Izabel spitzte die Ohren. Im Büro war um diese Zeit niemand mehr. Am nächsten Tag war Sonntag, da lagen auch keine geschäftlichen Termine an. Was war so wichtig? Aber Gustavsson war zum Telefonieren auf den Balkon gegangen. So sehr sich Izabel auch mühte, sie konnte kein einziges Wort heraushören.
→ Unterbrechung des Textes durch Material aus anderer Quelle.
//! Reference object pool.
//!
//! `Pool<M>` hands out objects created by a [`Manager`], keeps returned ones
//! idle for reuse and runs a [`PoolReducer`] that destroys idle objects the
//! workload no longer needs.

pub mod config;

use std::collections::VecDeque;
use std::fmt;
use std::ops::{Deref, DerefMut};
use std::sync::Arc;
use std::sync::atomic::{AtomicBool, AtomicUsize, Ordering};

use async_trait::async_trait;
use parking_lot::Mutex;
use tokio::sync::Semaphore;

use crate::error::{Error, Result};
use crate::reducer::{ObjectPool, PoolReducer};

pub use config::PoolConfig;

/// Creates and destroys the objects of a [`Pool`].
#[async_trait]
pub trait Manager: Send + Sync + 'static {
    /// Pooled object type.
    type Object: Send + 'static;

    /// Create a new object.
    async fn create(&self) -> Result<Self::Object>;

    /// Destroy an object leaving the pool. The default just drops it.
    async fn destroy(&self, object: Self::Object) -> Result<()> {
        drop(object);
        Ok(())
    }
}

/// Pool statistics.
#[derive(Debug, Clone, Copy, Default, PartialEq, Eq)]
pub struct PoolStats {
    /// Objects currently created, idle or in use.
    pub created: usize,
    /// Objects currently idle.
    pub idle: usize,
    /// Objects currently handed out.
    pub active: usize,
}

/// Inner shared state for the pool.
struct PoolInner<M: Manager> {
    manager: M,
    config: PoolConfig,
    /// Most recently returned objects at the front.
    idle: Mutex<VecDeque<M::Object>>,
    created: AtomicUsize,
    /// Limits objects handed out at once.
    semaphore: Semaphore,
    closed: AtomicBool,
}

impl<M: Manager> PoolInner<M> {
    fn shut_down_error(&self) -> Error {
        Error::pool(self.config.name.clone(), "pool is shut down")
    }

    /// Return a checked-out object.
    ///
    /// The permit is added back only after the object is idle again (or no
    /// longer counted), so a waiter woken by it never creates past `max_size`.
    fn release(self: &Arc<Self>, object: M::Object) {
        let object = {
            let mut idle = self.idle.lock();
            if self.closed.load(Ordering::SeqCst) {
                object
            } else {
                idle.push_front(object);
                drop(idle);
                self.semaphore.add_permits(1);
                return;
            }
        };
        // Returned after shutdown: destroy instead of keeping it idle.
        self.created.fetch_sub(1, Ordering::SeqCst);
        self.semaphore.add_permits(1);
        let inner = Arc::clone(self);
        match tokio::runtime::Handle::try_current() {
            Ok(handle) => {
                drop(handle.spawn(async move {
                    if let Err(error) = inner.manager.destroy(object).await {
                        tracing::warn!(pool = %inner.config.name, %error, "Failed to destroy object");
                    }
                }));
            }
            Err(_) => drop(object),
        }
    }
}

#[async_trait]
impl<M: Manager> ObjectPool for PoolInner<M> {
    fn sample_idle_count(&self) -> usize {
        self.idle.lock().len()
    }

    fn created_total(&self) -> usize {
        self.created.load(Ordering::SeqCst)
    }

    fn initial_size(&self) -> usize {
        self.config.initial_size
    }

    async fn reduce_by(&self, count: usize) -> Result<usize> {
        if self.closed.load(Ordering::SeqCst) {
            return Err(self.shut_down_error());
        }
        let victims: Vec<_> = {
            let mut idle = self.idle.lock();
            let n = count.min(idle.len());
            (0..n).filter_map(|_| idle.pop_back()).collect()
        };
        let reduced = victims.len();
        self.created.fetch_sub(reduced, Ordering::SeqCst);
        for object in victims {
            if let Err(error) = self.manager.destroy(object).await {
                tracing::warn!(pool = %self.config.name, %error, "Failed to destroy idle object");
            }
        }
        Ok(reduced)
    }
}

/// Bounded object pool with idle reduction.
pub struct Pool<M: Manager> {
    inner: Arc<PoolInner<M>>,
    reducer: Option<PoolReducer>,
}

impl<M: Manager> fmt::Debug for Pool<M> {
    fn fmt(&self, f: &mut fmt::Formatter<'_>) -> fmt::Result {
        f.debug_struct("Pool")
            .field("name", &self.inner.config.name)
            .field("stats", &self.stats())
            .field("reducer", &self.reducer)
            .finish()
    }
}

impl<M: Manager> Pool<M> {
    /// Create the pool, pre-creating `initial_size` objects.
    ///
    /// Starts the reducer when `config.reducer.enabled`, so this must run
    /// inside a tokio runtime.
    pub async fn new(manager: M, config: PoolConfig) -> Result<Self> {
        config.validate()?;
        let inner = Arc::new(PoolInner {
            idle: Mutex::new(VecDeque::with_capacity(config.max_size)),
            created: AtomicUsize::new(0),
            semaphore: Semaphore::new(config.max_size),
            closed: AtomicBool::new(false),
            manager,
            config,
        });

        for _ in 0..inner.config.initial_size {
            let object = inner.manager.create().await?;
            inner.idle.lock().push_back(object);
            inner.created.fetch_add(1, Ordering::SeqCst);
        }

        let reducer = inner.config.reducer.enabled.then(|| {
            PoolReducer::start(
                Arc::clone(&inner),
                &inner.config.reducer,
                inner.config.name.clone(),
            )
        });

        tracing::debug!(
            pool = %inner.config.name,
            initial_size = inner.config.initial_size,
            max_size = inner.config.max_size,
            reducer = reducer.is_some(),
            "Pool created"
        );
        Ok(Self { inner, reducer })
    }

    /// Acquire an object, reusing the most recently returned idle one.
    ///
    /// The returned guard gives the object back when dropped.
    pub async fn acquire(&self) -> Result<Pooled<M>> {
        let inner = &self.inner;
        if inner.closed.load(Ordering::SeqCst) {
            return Err(inner.shut_down_error());
        }

        let permit =
            tokio::time::timeout(inner.config.acquire_timeout, inner.semaphore.acquire())
                .await
                .map_err(|_| Error::Timeout {
                    pool: inner.config.name.clone(),
                    timeout_ms: inner.config.acquire_timeout.as_millis() as u64,
                })?
                .map_err(|_| inner.shut_down_error())?;

        let idle = inner.idle.lock().pop_front();
        let object = match idle {
            Some(object) => object,
            None => {
                let object = inner.manager.create().await?;
                inner.created.fetch_add(1, Ordering::SeqCst);
                object
            }
        };

        // Given back when the guard drops.
        permit.forget();
        Ok(Pooled {
            object: Some(object),
            inner: Arc::clone(inner),
        })
    }

    /// Current pool statistics.
    #[must_use]
    pub fn stats(&self) -> PoolStats {
        let created = self.inner.created_total();
        let idle = self.inner.sample_idle_count();
        PoolStats {
            created,
            idle,
            active: created.saturating_sub(idle),
        }
    }

    /// The pool configuration.
    pub fn config(&self) -> &PoolConfig {
        &self.inner.config
    }

    /// The pool's reducer, if enabled.
    pub fn reducer(&self) -> Option<&PoolReducer> {
        self.reducer.as_ref()
    }

    /// Whether the pool was shut down.
    pub fn is_shut_down(&self) -> bool {
        self.inner.closed.load(Ordering::SeqCst)
    }

    /// Shut the pool down: stop the reducer and destroy idle objects.
    ///
    /// Objects still handed out are destroyed when returned. Idempotent.
    pub async fn shutdown(&self) -> Result<()> {
        let inner = &self.inner;
        if inner.closed.swap(true, Ordering::SeqCst) {
            return Ok(());
        }
        if let Some(reducer) = &self.reducer {
            reducer.terminate();
        }
        inner.semaphore.close();

        let objects: Vec<_> = inner.idle.lock().drain(..).collect();
        inner.created.fetch_sub(objects.len(), Ordering::SeqCst);
        let mut first_error = None;
        for object in objects {
            if let Err(error) = inner.manager.destroy(object).await {
                tracing::warn!(pool = %inner.config.name, %error, "Failed to destroy idle object");
                first_error.get_or_insert(error);
            }
        }
        tracing::debug!(pool = %inner.config.name, "Pool shut down");
        first_error.map_or(Ok(()), Err)
    }
}

#[async_trait]
impl<M: Manager> ObjectPool for Pool<M> {
    fn sample_idle_count(&self) -> usize {
        self.inner.sample_idle_count()
    }

    fn created_total(&self) -> usize {
        self.inner.created_total()
    }

    fn initial_size(&self) -> usize {
        self.inner.initial_size()
    }

    async fn reduce_by(&self, count: usize) -> Result<usize> {
        self.inner.reduce_by(count).await
    }
}

impl<M: Manager> Drop for Pool<M> {
    fn drop(&mut self) {
        if let Some(reducer) = &self.reducer {
            reducer.terminate();
        }
    }
}

/// RAII guard for an object acquired from a [`Pool`].
pub struct Pooled<M: Manager> {
    object: Option<M::Object>,
    inner: Arc<PoolInner<M>>,
}

impl<M: Manager> Pooled<M> {
    /// Take the object out of the pool for good.
    ///
    /// The object no longer counts towards the pool's created objects.
    pub fn detach(mut self) -> Option<M::Object> {
        let object = self.object.take();
        if object.is_some() {
            self.inner.created.fetch_sub(1, Ordering::SeqCst);
            self.inner.semaphore.add_permits(1);
        }
        object
    }
}

impl<M: Manager> Deref for Pooled<M> {
    type Target = M::Object;

    fn deref(&self) -> &Self::Target {
        self.object.as_ref().expect("pooled object present until drop")
    }
}

impl<M: Manager> DerefMut for Pooled<M> {
    fn deref_mut(&mut self) -> &mut Self::Target {
        self.object.as_mut().expect("pooled object present until drop")
    }
}

impl<M: Manager> Drop for Pooled<M> {
    fn drop(&mut self) {
        if let Some(object) = self.object.take() {
            self.inner.release(object);
        }
    }
}

impl<M: Manager> fmt::Debug for Pooled<M> {
    fn fmt(&self, f: &mut fmt::Formatter<'_>) -> fmt::Result {
        f.debug_struct("Pooled")
            .field("pool", &self.inner.config.name)
            .finish_non_exhaustive()
    }
}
Als Gustavsson dann wieder ins Schlafzimmer hereinkam, lächelte er.

»Musst du noch einmal los?«, fragte Izabel und kniff die Augen dabei so zusammen, als sollten diese ihm andeuten, jetzt keine falsche Antwort zu geben. Aber Gustavsson lächelte nur und zog seinen Pullover aus.

»Nein, wir haben das ganze Wochenende für uns allein. Wie ich es dir versprochen habe.«

Kapitel 3 – Bremen, Mittwoch, 13.01., 12h

»Hat man Ihnen nicht mitgeteilt, dass Sie alle Akten, Aufzeichnungen, Fotos und sonstige Spuren zu diesem Fall nach dem heutigen Treffen zu vernichten haben?«

Privatdetektiv Steffen Kroogmann wich dem scharfen Blick seines Gegenübers aus. »Ein, zwei Mal vielleicht«, antwortete er leise.

»Und warum bringen Sie dann ihre gesammelten Werke zum Treffen mit und legen diese auch noch mitten auf den Tisch?«

Kroogmann stieß einen schweren Atemzug durch beide Backen aus.

»In diesem Ordner ist alles drin, was Sie brauchen. Machen Sie damit, was sie wollen.« Er versuchte, seiner Stimme eine eher teilnahmslose Gelassenheit zu verleihen, und war sich ziemlich sicher, dass ihm das gelungen war, bis ihm die Akte langsam, aber bestimmt wieder direkt vor seine Nase geschoben wurde.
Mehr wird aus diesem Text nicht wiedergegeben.